She watched the video loop over and over in the quiet room. For this run-through she found herself watching his hands. Long fingers. Glossy nails. Maintained and delicate. Maybe that made sense, she thought. Building bombs was a task that required finesse. This wasn’t a crime fit for the sausage-fingered slobs of the world. Not at all.
But what did his hands really tell her? Or his lips? Or his eyes? How did any of the details in this video give her something actionable, help her forge a path forward?
Maybe they didn’t. They probably didn’t, in fact.
She hit the space bar again and again. It all felt singsong now. Every element of the video took on a rhythm through all the repetition, somehow made twee after so many loops.
Her eyes drifted over the details again. The rustling newspaper. The wormy lips. The black pits of his pupils. That little fluttery light in the corner. His graceful fingers.
Her eyes snapped back to that top right corner of the screen again — the place where the light fluttered just as he set the newspaper down. She watched for it. Waited for it.
Loshak came back in with two paper cups of coffee in his hands. He leaned a shoulder into the door and swiveled into the room.

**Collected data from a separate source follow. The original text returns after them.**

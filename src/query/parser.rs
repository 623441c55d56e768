use crate::domain::Number;
use crate::query::clause::{Clause, DeviceQuery, FieldPath, Literal, Operator};
use std::iter::Peekable;
use std::str::CharIndices;

#[derive(PartialEq, Debug, Clone)]
enum Token {
    Word(String),
    Operator(Operator),
    Literal(Literal),
    And,
}

/// Parses a filter clause of the form `path op literal (and path op literal)*`.
pub fn parse_clauses(input: &str) -> Result<DeviceQuery, String> {
    let tokens = tokenize(input)?;
    let mut tokens = tokens.into_iter().peekable();
    let mut clauses = Vec::new();

    loop {
        let field = match tokens.next() {
            Some((_, Token::Word(path))) => FieldPath::parse(&path)?,
            Some((position, token)) => return Err(format!("expected a field path at position {}, found {}", position, describe(&token))),
            None => return Err("expected a field path at the end of the query".to_string()),
        };

        let operator = match tokens.next() {
            Some((_, Token::Operator(operator))) => operator,
            Some((position, token)) => return Err(format!("expected an operator after '{}' at position {}, found {}", field, position, describe(&token))),
            None => return Err(format!("expected an operator after '{}'", field)),
        };

        let value = match tokens.next() {
            Some((_, Token::Literal(value))) => value,
            Some((position, token)) => return Err(format!("expected a value after '{} {}' at position {}, found {}", field, operator.symbol(), position, describe(&token))),
            None => return Err(format!("expected a value after '{} {}'", field, operator.symbol())),
        };

        clauses.push(Clause { field, operator, value });

        match tokens.next() {
            None => break,
            Some((_, Token::And)) if tokens.peek().is_some() => continue,
            Some((position, Token::And)) => return Err(format!("expected a clause after 'and' at position {}", position)),
            Some((position, token)) => return Err(format!("expected 'and' at position {}, found {}", position, describe(&token))),
        }
    }

    Ok(DeviceQuery::new(clauses))
}

fn describe(token: &Token) -> String {
    match token {
        Token::Word(word) => format!("'{}'", word),
        Token::Operator(operator) => format!("operator '{}'", operator.symbol()),
        Token::Literal(literal) => format!("value {}", literal),
        Token::And => "'and'".to_string(),
    }
}

fn tokenize(input: &str) -> Result<Vec<(usize, Token)>, String> {
    let mut tokens = Vec::new();
    let mut chars = input.char_indices().peekable();

    while let Some(&(position, c)) = chars.peek() {
        let token = match c {
            c if c.is_whitespace() => {
                chars.next();
                continue;
            }
            '\'' | '"' => read_string(&mut chars)?,
            '=' | '!' | '<' | '>' => read_operator(&mut chars)?,
            c if c.is_ascii_digit() || c == '-' || c == '+' || c == '.' => read_number(input, &mut chars)?,
            c if c.is_ascii_alphabetic() || c == '_' || c == '$' => read_word(input, &mut chars),
            c => return Err(format!("unexpected character '{}' at position {}", c, position)),
        };
        tokens.push((position, token));
    }

    Ok(tokens)
}

fn read_string(chars: &mut Peekable<CharIndices>) -> Result<Token, String> {
    let Some((start, quote)) = chars.next() else {
        return Err("expected a string".to_string());
    };

    let mut value = String::new();
    for (_, c) in chars.by_ref() {
        if c == quote {
            return Ok(Token::Literal(Literal::string(value)));
        }
        value.push(c);
    }

    Err(format!("unterminated string starting at position {}", start))
}

fn read_operator(chars: &mut Peekable<CharIndices>) -> Result<Token, String> {
    let Some((start, first)) = chars.next() else {
        return Err("expected an operator".to_string());
    };

    let mut symbol = first.to_string();
    if let Some(&(_, second)) = chars.peek() {
        let candidate = format!("{}{}", first, second);
        if Operator::from_symbol(&candidate).is_some() {
            symbol = candidate;
            chars.next();
        }
    }

    Operator::from_symbol(&symbol)
        .map(Token::Operator)
        .ok_or_else(|| format!("unknown operator '{}' at position {}", symbol, start))
}

fn read_number(input: &str, chars: &mut Peekable<CharIndices>) -> Result<Token, String> {
    let start = chars.peek().map(|&(position, _)| position).unwrap_or(input.len());
    let mut end = start;
    while let Some(&(position, c)) = chars.peek() {
        let sign_allowed = position == start || matches!(input[..position].chars().last(), Some('e' | 'E'));
        if c.is_ascii_digit() || c == '.' || c == 'e' || c == 'E' || ((c == '-' || c == '+') && sign_allowed) {
            end = position + c.len_utf8();
            chars.next();
        } else {
            break;
        }
    }

    let text = &input[start..end];
    let number = if let Ok(n) = text.parse::<u64>() {
        Number::PositiveInt(n)
    } else if let Ok(n) = text.parse::<i64>() {
        Number::NegativeInt(n)
    } else {
        text.parse::<f64>()
            .map(Number::Float)
            .map_err(|_| format!("invalid number '{}' at position {}", text, start))?
    };

    Ok(Token::Literal(Literal::number(number)?))
}

fn read_word(input: &str, chars: &mut Peekable<CharIndices>) -> Token {
    let start = chars.peek().map(|&(position, _)| position).unwrap_or(input.len());
    let mut end = start;
    while let Some(&(position, c)) = chars.peek() {
        if c.is_ascii_alphanumeric() || c == '_' || c == '$' || c == '.' {
            end = position + c.len_utf8();
            chars.next();
        } else {
            break;
        }
    }

    let word = &input[start..end];
    if word.eq_ignore_ascii_case("and") {
        Token::And
    } else if word.eq_ignore_ascii_case("true") {
        Token::Literal(Literal::Boolean(true))
    } else if word.eq_ignore_ascii_case("false") {
        Token::Literal(Literal::Boolean(false))
    } else {
        Token::Word(word.to_string())
    }
}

“OK,” he said. “So the coffee doesn’t smell great, but—”
Darger yelped involuntarily. Interrupting him.
Loshak’s eyes went wide. He lurched toward the laptop screen, sloshing coffee on the carpet.
“What is it?”
“There,” Darger said. She tapped on the laptop screen. “I know what this is.”

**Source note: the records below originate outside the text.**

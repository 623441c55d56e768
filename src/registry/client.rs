use crate::app_config::AppConfig;
use reqwest::header::HeaderValue;
use reqwest::{Client, header};
use thiserror::Error;

pub fn new_client(config: &AppConfig) -> Result<Client, RegistryClientError> {
    let mut headers = header::HeaderMap::new();
    let mut authorization_value = HeaderValue::from_str(config.registry().authorization())?;
    authorization_value.set_sensitive(true);
    headers.insert(header::AUTHORIZATION, authorization_value);

    let client = Client::builder()
        .default_headers(headers)
        .timeout(config.server().request_timeout())
        .build()?;
    Ok(client)
}

#[derive(Error, Debug)]
pub enum RegistryClientError {
    #[error("request error: {0}")]
    RequestError(#[from] reqwest::Error),
    #[error("registry client set an invalid header value: {0}")]
    InvalidHeaderValue(#[from] header::InvalidHeaderValue),
    #[error("invalid registry url: {0}")]
    InvalidUrl(String),
}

The light fluttered beneath her finger. Glinting through a window off-screen. Lighting up one little slice of the white wall. Sliding over the eggshell surface. Then disappearing.
Even after the light was gone, she just kept tapping. A million words raced through her head, but she struggled to get them to her tongue. Finally something came.
“Huxley went home.”
CHAPTER 58
Again the task force convened on the 23rd floor of the Javits Federal Building. The emergency meeting had been called late in the afternoon, interrupting a multitude of commutes, and stragglers were still filing in even as things got underway, a stream of them flowing off the elevator, speed walking down the hall, spilling into the room.

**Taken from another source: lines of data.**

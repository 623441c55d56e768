use crate::domain::Number;
use crate::query::clause::{FieldPath, Literal, Operator};
use serde::de::{Error, Unexpected};
use serde::{Deserialize, Deserializer};

impl<'de> Deserialize<'de> for FieldPath {
    fn deserialize<D>(deserializer: D) -> Result<Self, D::Error>
    where
        D: Deserializer<'de>,
    {
        let value = String::deserialize(deserializer)?;
        FieldPath::parse(value.trim()).map_err(Error::custom)
    }
}

impl<'de> Deserialize<'de> for Operator {
    fn deserialize<D>(deserializer: D) -> Result<Self, D::Error>
    where
        D: Deserializer<'de>,
    {
        let value = String::deserialize(deserializer)?;
        Operator::from_name(&value).ok_or_else(|| Error::invalid_value(Unexpected::Str(&value), &"one of EQ, NE, LT, LE, GT or GE"))
    }
}

impl<'de> Deserialize<'de> for Literal {
    fn deserialize<D>(deserializer: D) -> Result<Self, D::Error>
    where
        D: Deserializer<'de>,
    {
        let value: serde_json::Value = Deserialize::deserialize(deserializer)?;
        match value {
            serde_json::Value::String(value) => Ok(Literal::string(value)),
            serde_json::Value::Number(value) => Literal::number(Number::from(&value)).map_err(Error::custom),
            serde_json::Value::Bool(value) => Ok(Literal::Boolean(value)),
            _ => Err(Error::custom("expected the value to be a string, a number or a boolean")),
        }
    }
}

Detectives and special agents crowded around the glazed table in tall-backed office chairs. The room smelled vaguely of hand sanitizer intertwined with the burned stench of cheap coffee.
Darger tried to get comfortable in the bustling atmosphere. Eyes scanning everywhere. Watching all the keyed-up law enforcement officers twitch and play with their phones and likewise survey their surroundings.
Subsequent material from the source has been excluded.